> _DATA FOR PROCESSING_
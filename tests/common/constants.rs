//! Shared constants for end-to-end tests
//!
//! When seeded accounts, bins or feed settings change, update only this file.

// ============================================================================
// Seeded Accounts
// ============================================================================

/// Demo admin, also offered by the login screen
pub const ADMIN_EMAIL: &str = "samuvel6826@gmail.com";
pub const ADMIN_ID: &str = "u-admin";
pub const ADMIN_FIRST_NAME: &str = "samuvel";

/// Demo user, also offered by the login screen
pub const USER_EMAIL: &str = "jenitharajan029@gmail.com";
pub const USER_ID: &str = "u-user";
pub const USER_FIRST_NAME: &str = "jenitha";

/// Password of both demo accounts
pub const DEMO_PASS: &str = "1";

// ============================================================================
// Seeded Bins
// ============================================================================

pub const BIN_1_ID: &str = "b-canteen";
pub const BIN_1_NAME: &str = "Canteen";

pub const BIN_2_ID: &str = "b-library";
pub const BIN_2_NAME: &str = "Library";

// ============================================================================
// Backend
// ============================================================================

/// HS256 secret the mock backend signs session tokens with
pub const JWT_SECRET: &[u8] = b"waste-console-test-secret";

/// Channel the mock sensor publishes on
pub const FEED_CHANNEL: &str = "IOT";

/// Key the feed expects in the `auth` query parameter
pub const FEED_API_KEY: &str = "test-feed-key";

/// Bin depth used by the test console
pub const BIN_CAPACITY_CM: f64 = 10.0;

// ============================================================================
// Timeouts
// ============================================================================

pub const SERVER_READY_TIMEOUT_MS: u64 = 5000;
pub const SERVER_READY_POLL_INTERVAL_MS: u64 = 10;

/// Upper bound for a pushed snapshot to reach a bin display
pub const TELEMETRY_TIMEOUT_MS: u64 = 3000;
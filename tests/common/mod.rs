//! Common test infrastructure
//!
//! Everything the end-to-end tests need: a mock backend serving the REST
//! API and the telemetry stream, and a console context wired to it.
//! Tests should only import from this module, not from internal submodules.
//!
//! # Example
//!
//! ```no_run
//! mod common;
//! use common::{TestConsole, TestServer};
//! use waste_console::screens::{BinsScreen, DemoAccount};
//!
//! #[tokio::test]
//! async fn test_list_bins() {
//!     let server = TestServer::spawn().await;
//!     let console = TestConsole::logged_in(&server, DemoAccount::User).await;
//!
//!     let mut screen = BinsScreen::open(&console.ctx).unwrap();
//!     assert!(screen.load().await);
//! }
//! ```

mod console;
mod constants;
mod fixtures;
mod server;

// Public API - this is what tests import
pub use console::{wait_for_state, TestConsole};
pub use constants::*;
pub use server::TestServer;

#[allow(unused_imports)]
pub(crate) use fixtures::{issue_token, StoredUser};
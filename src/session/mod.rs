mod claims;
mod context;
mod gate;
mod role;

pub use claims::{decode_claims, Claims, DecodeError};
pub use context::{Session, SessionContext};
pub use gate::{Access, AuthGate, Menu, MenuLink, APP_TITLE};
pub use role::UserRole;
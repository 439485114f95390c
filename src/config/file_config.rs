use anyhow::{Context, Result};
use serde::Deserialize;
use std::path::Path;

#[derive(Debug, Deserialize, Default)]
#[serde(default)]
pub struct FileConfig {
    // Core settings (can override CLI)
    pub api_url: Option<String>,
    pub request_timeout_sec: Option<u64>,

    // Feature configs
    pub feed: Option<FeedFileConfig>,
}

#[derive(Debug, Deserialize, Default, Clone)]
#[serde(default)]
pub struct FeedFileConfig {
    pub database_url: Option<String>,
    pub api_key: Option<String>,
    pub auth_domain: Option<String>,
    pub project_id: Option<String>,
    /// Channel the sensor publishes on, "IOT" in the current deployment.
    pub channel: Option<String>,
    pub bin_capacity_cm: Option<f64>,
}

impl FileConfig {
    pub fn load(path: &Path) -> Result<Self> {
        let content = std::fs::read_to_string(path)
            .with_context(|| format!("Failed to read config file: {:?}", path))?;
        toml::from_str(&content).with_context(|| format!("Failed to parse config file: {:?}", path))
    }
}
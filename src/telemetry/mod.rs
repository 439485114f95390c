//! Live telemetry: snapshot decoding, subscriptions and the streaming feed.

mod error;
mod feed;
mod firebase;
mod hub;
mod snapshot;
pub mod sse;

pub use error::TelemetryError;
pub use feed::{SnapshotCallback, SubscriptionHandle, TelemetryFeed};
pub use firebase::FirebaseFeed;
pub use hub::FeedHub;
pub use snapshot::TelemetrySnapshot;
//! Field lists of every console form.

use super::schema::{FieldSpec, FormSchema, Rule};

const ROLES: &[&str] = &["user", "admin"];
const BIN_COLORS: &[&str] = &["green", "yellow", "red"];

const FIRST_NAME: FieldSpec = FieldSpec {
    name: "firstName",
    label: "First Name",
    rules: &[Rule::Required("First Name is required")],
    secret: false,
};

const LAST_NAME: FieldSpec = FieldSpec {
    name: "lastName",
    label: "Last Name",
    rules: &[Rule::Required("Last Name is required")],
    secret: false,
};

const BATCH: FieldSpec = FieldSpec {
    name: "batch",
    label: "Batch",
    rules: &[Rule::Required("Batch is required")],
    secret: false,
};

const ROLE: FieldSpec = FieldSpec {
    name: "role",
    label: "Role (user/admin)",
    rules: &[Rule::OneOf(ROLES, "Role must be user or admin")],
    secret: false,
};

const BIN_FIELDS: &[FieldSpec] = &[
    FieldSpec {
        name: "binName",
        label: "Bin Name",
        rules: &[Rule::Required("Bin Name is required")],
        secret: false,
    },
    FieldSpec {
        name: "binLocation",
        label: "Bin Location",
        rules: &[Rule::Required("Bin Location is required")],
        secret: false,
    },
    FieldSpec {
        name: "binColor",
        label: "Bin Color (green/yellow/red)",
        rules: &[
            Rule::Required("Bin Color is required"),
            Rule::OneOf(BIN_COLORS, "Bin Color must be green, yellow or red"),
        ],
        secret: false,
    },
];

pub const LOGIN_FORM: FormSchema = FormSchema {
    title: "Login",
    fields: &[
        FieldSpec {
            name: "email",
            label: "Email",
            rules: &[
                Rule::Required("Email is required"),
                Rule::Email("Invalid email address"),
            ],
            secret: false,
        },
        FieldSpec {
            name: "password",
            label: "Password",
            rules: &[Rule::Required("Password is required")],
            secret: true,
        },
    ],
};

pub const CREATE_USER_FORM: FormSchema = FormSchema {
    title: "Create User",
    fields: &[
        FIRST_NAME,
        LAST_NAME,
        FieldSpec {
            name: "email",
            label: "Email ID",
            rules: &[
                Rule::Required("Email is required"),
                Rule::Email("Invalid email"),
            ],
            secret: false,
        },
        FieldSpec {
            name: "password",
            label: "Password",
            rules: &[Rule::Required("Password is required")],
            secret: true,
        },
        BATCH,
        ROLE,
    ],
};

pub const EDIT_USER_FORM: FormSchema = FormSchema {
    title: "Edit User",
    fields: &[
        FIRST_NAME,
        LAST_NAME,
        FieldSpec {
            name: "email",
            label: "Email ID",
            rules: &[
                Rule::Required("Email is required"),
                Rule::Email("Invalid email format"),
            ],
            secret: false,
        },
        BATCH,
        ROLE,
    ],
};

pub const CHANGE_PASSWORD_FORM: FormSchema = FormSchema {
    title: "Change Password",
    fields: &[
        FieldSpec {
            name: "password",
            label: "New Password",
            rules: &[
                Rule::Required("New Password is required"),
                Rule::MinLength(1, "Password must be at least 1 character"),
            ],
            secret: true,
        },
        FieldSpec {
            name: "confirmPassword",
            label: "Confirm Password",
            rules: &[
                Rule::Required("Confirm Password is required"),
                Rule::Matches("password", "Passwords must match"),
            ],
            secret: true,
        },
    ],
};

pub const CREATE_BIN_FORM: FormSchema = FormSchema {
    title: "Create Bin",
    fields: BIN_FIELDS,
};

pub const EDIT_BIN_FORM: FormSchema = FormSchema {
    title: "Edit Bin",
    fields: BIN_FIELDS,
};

> _DIRECTIONS_
From the first line of the listing above through the line that contains "pub const BIN_1_ID: &str", retype every line exactly, and write nothing else.

> _EXERCISE RESPONSE_
filename tests/common/constants.rs
//! Shared constants for end-to-end tests
//!
//! When seeded accounts, bins or feed settings change, update only this file.

// ============================================================================
// Seeded Accounts
// ============================================================================

/// Demo admin, also offered by the login screen
pub const ADMIN_EMAIL: &str = "samuvel6826@gmail.com";
pub const ADMIN_ID: &str = "u-admin";
pub const ADMIN_FIRST_NAME: &str = "samuvel";

/// Demo user, also offered by the login screen
pub const USER_EMAIL: &str = "jenitharajan029@gmail.com";
pub const USER_ID: &str = "u-user";
pub const USER_FIRST_NAME: &str = "jenitha";

/// Password of both demo accounts
pub const DEMO_PASS: &str = "1";

// ============================================================================
// Seeded Bins
// ============================================================================

pub const BIN_1_ID: &str = "b-canteen";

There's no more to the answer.